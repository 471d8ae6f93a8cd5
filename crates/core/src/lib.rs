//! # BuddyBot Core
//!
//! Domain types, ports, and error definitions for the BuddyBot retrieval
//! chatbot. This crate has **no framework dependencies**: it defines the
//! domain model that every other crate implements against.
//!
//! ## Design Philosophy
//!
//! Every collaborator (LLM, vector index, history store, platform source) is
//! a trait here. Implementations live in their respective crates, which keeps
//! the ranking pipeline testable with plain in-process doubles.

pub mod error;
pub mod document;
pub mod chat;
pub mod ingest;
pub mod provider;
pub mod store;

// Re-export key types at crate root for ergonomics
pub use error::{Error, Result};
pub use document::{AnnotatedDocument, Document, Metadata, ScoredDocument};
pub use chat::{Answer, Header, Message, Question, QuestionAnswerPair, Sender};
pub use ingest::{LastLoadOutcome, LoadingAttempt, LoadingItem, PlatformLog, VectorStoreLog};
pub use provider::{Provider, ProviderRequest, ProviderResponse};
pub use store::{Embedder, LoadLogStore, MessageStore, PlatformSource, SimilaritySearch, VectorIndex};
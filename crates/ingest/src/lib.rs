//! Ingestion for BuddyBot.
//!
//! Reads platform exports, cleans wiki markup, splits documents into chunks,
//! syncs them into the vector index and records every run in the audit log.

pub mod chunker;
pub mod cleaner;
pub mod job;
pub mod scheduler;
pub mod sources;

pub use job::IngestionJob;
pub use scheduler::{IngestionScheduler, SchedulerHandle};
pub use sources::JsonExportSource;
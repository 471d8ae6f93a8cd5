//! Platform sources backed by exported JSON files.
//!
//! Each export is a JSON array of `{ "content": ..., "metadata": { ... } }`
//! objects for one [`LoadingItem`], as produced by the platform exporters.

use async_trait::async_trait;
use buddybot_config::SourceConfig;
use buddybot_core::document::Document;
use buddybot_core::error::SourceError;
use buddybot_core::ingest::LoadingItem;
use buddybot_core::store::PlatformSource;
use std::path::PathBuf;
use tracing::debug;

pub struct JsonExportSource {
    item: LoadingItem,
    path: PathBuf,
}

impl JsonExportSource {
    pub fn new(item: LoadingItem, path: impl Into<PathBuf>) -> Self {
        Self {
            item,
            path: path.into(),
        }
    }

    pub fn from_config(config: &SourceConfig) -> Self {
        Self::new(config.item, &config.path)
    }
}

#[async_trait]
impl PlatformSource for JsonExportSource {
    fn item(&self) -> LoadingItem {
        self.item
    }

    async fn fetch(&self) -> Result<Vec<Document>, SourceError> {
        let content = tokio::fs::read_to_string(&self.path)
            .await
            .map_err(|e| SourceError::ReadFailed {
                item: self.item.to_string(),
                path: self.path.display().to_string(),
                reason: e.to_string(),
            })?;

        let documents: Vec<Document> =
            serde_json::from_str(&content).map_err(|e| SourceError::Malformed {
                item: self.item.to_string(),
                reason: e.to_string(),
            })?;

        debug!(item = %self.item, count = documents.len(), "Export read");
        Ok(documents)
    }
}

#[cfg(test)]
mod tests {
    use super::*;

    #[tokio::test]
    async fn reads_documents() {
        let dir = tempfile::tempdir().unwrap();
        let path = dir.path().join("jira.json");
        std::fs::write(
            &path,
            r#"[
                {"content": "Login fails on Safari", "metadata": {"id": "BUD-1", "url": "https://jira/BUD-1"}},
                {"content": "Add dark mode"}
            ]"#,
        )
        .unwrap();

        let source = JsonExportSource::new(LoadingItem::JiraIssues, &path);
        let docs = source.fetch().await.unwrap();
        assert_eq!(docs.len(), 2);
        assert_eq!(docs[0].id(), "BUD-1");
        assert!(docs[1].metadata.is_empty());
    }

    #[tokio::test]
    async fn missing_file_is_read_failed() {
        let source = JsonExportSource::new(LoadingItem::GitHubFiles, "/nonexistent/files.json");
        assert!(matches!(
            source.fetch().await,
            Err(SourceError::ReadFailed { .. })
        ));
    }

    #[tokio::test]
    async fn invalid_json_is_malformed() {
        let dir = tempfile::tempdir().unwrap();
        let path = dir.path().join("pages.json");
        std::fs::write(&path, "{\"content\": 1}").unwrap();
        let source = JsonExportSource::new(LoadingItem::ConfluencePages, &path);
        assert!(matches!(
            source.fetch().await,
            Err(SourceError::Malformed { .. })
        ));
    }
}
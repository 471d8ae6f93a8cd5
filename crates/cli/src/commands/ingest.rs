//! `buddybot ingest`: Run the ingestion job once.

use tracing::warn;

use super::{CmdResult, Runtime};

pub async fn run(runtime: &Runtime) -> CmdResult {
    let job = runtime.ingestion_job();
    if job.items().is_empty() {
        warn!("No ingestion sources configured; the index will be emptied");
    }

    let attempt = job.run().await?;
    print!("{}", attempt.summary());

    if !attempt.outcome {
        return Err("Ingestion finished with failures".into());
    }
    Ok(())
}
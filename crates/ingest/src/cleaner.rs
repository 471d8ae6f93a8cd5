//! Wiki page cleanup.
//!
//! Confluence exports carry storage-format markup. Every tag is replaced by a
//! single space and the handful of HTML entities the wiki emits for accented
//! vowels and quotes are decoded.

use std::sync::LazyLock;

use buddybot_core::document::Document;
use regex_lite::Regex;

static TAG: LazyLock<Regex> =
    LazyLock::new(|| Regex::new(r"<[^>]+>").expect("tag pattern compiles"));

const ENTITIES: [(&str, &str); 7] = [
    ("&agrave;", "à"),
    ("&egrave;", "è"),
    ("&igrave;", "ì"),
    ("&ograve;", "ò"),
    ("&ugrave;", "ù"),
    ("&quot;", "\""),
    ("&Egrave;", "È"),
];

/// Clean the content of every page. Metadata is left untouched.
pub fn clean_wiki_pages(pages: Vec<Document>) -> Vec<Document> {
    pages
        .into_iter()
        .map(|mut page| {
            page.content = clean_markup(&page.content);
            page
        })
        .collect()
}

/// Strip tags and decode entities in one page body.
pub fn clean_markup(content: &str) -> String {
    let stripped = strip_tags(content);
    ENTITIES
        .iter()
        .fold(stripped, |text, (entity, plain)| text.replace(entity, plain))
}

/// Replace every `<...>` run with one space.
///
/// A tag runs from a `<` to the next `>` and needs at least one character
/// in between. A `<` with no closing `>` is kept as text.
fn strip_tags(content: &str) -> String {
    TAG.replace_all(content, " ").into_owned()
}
━━━━━━━━━━
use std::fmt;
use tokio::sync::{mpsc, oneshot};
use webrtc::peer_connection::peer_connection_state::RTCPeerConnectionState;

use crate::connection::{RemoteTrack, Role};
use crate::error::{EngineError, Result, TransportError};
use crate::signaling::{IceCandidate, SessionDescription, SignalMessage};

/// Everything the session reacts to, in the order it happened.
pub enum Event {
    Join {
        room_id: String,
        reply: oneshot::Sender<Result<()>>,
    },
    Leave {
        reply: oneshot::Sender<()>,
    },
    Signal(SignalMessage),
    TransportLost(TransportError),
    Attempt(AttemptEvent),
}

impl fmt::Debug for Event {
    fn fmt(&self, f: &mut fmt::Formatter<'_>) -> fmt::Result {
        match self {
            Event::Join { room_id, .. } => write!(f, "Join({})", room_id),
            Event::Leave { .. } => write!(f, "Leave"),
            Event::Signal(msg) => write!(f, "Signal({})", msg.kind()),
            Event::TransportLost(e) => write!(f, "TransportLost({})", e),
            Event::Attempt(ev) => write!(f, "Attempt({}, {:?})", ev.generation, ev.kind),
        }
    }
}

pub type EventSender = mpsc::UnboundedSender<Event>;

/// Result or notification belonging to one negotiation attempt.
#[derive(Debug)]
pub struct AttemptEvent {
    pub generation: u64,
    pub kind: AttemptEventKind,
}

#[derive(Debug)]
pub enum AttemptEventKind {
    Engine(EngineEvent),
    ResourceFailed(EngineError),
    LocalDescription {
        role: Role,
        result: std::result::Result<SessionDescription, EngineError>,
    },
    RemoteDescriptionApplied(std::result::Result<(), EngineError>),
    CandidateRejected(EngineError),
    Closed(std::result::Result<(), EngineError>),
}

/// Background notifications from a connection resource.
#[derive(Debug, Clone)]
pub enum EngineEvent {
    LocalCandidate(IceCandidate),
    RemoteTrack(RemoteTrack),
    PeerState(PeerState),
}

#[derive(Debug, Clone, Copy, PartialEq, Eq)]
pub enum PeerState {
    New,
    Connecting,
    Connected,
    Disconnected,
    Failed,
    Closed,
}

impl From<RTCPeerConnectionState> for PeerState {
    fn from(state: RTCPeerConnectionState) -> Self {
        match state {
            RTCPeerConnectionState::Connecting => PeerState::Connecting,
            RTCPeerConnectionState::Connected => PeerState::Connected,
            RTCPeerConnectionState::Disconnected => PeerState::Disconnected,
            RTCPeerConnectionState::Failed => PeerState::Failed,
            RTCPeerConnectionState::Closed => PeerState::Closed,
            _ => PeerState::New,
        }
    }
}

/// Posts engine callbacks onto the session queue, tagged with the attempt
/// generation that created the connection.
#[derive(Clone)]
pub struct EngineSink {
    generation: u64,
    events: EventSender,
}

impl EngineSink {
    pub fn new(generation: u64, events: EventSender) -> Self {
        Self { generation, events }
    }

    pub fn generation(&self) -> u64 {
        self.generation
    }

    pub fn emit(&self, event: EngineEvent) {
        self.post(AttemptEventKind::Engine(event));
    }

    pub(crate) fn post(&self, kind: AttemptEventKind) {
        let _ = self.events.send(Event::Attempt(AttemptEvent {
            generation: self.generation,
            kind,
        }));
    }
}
━━━━━━━━━━
> EXERCISE: Would you copy all lines in the records where the string "cleaner" appears?

> ANSWER TO THIS TASK:
pub mod cleaner;
filename crates/ingest/src/cleaner.rs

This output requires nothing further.